Records shown:
------------
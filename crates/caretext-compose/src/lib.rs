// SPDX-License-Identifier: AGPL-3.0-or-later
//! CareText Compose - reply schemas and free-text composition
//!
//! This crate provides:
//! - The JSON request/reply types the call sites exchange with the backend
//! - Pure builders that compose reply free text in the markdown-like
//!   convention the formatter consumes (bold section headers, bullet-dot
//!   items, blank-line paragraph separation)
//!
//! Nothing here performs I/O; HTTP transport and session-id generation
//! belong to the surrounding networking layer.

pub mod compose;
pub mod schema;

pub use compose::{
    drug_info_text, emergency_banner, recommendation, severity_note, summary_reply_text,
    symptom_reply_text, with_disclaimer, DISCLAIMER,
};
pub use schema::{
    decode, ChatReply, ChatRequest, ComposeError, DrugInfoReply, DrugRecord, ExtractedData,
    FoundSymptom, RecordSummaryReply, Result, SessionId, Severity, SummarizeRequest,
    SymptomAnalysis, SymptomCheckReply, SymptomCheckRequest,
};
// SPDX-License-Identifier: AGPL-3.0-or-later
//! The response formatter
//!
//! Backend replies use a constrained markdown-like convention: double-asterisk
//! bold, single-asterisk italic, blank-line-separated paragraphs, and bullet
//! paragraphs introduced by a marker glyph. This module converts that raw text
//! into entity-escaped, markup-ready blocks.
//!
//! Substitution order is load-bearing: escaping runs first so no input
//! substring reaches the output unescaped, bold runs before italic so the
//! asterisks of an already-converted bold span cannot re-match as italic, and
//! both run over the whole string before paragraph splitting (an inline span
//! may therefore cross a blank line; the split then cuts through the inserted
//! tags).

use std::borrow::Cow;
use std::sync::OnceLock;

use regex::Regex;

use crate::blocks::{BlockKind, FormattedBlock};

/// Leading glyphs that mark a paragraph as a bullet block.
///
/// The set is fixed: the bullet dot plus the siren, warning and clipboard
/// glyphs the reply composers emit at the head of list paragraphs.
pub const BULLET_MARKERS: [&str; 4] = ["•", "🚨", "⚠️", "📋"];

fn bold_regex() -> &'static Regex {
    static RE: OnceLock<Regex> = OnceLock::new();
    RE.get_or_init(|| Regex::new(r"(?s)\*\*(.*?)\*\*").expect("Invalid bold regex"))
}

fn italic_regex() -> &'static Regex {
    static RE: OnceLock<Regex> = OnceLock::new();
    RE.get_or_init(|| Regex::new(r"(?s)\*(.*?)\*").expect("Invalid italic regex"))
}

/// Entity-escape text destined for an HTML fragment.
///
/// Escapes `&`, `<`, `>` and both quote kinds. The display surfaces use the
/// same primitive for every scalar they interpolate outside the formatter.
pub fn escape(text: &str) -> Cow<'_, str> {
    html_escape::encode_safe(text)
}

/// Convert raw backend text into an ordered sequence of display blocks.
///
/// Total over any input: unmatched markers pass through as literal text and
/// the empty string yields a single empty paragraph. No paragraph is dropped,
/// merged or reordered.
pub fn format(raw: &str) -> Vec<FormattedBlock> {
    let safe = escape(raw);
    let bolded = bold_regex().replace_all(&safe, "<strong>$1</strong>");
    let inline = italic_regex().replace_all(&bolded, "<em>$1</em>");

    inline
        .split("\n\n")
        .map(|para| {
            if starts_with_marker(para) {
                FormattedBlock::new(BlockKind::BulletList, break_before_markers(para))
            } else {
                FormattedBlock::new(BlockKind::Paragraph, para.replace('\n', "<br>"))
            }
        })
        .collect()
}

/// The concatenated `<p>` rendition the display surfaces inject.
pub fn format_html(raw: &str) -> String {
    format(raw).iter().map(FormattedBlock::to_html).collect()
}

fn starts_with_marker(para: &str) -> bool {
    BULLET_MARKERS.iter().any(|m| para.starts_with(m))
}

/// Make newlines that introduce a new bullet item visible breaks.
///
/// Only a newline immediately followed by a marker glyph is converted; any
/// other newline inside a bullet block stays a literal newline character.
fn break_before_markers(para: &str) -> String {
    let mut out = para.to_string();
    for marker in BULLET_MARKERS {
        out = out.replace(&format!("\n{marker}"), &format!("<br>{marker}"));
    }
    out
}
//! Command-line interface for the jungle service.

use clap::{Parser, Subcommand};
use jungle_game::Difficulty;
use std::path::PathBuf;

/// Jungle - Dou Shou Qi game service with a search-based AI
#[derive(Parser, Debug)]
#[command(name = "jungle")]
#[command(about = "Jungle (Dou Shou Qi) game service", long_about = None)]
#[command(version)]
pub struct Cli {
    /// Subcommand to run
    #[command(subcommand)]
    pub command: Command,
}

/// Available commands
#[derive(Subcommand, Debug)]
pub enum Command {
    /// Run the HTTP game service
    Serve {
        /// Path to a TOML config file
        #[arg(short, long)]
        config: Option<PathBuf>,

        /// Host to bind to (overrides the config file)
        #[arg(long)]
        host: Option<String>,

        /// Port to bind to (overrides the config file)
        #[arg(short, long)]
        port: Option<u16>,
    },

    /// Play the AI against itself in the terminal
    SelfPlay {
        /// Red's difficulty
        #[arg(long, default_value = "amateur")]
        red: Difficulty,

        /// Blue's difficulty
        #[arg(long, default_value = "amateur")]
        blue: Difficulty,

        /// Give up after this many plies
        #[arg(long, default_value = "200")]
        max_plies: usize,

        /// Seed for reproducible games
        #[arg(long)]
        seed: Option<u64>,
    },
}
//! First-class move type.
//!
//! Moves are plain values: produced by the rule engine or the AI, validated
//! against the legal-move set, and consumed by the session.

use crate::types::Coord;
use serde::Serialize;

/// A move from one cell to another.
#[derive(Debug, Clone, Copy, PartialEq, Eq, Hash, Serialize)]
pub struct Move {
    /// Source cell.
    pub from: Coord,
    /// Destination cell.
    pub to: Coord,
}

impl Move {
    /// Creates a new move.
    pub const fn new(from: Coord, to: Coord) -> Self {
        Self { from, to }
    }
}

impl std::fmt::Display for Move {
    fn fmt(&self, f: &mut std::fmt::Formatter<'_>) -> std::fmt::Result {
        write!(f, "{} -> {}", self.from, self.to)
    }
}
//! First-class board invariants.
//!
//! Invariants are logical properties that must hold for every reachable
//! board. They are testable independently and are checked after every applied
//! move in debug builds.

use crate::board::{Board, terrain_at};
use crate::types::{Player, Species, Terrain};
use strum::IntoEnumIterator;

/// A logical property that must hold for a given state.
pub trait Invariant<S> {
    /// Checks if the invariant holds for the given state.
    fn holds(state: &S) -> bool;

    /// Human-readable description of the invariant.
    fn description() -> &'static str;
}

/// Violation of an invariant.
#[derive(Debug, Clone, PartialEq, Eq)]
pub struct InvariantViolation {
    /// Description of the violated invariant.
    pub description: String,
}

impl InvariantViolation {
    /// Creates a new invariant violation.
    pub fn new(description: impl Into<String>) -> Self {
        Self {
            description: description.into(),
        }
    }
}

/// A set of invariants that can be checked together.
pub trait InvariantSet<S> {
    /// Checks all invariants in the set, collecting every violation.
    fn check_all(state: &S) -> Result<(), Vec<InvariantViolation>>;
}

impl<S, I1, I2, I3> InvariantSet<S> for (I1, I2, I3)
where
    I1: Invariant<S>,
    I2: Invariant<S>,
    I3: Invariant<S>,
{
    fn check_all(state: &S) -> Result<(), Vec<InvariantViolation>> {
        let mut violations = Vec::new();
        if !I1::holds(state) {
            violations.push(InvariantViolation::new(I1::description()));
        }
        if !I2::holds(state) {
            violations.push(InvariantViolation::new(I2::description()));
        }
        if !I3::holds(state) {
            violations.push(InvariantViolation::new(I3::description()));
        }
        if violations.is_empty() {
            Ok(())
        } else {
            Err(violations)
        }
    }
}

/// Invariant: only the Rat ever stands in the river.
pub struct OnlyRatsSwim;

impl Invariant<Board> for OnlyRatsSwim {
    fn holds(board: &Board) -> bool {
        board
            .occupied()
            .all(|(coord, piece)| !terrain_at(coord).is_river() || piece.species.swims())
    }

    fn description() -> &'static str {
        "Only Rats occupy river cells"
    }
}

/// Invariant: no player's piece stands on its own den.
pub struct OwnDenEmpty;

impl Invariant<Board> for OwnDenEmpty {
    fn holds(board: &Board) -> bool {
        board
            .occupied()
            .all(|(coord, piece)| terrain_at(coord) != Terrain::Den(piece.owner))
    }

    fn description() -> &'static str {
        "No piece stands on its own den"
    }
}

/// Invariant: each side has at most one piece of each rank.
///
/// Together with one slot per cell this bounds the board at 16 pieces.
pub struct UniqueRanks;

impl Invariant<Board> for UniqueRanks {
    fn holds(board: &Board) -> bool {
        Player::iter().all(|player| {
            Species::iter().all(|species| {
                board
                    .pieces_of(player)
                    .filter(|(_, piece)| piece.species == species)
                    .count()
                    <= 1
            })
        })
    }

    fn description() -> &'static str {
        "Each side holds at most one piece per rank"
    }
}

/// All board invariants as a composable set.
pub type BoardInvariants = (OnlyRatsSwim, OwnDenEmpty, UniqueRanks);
------------
The answer consists of every line above in which the word "Parser" occurs.

Exercise response:
use clap::{Parser, Subcommand};
#[derive(Parser, Debug)]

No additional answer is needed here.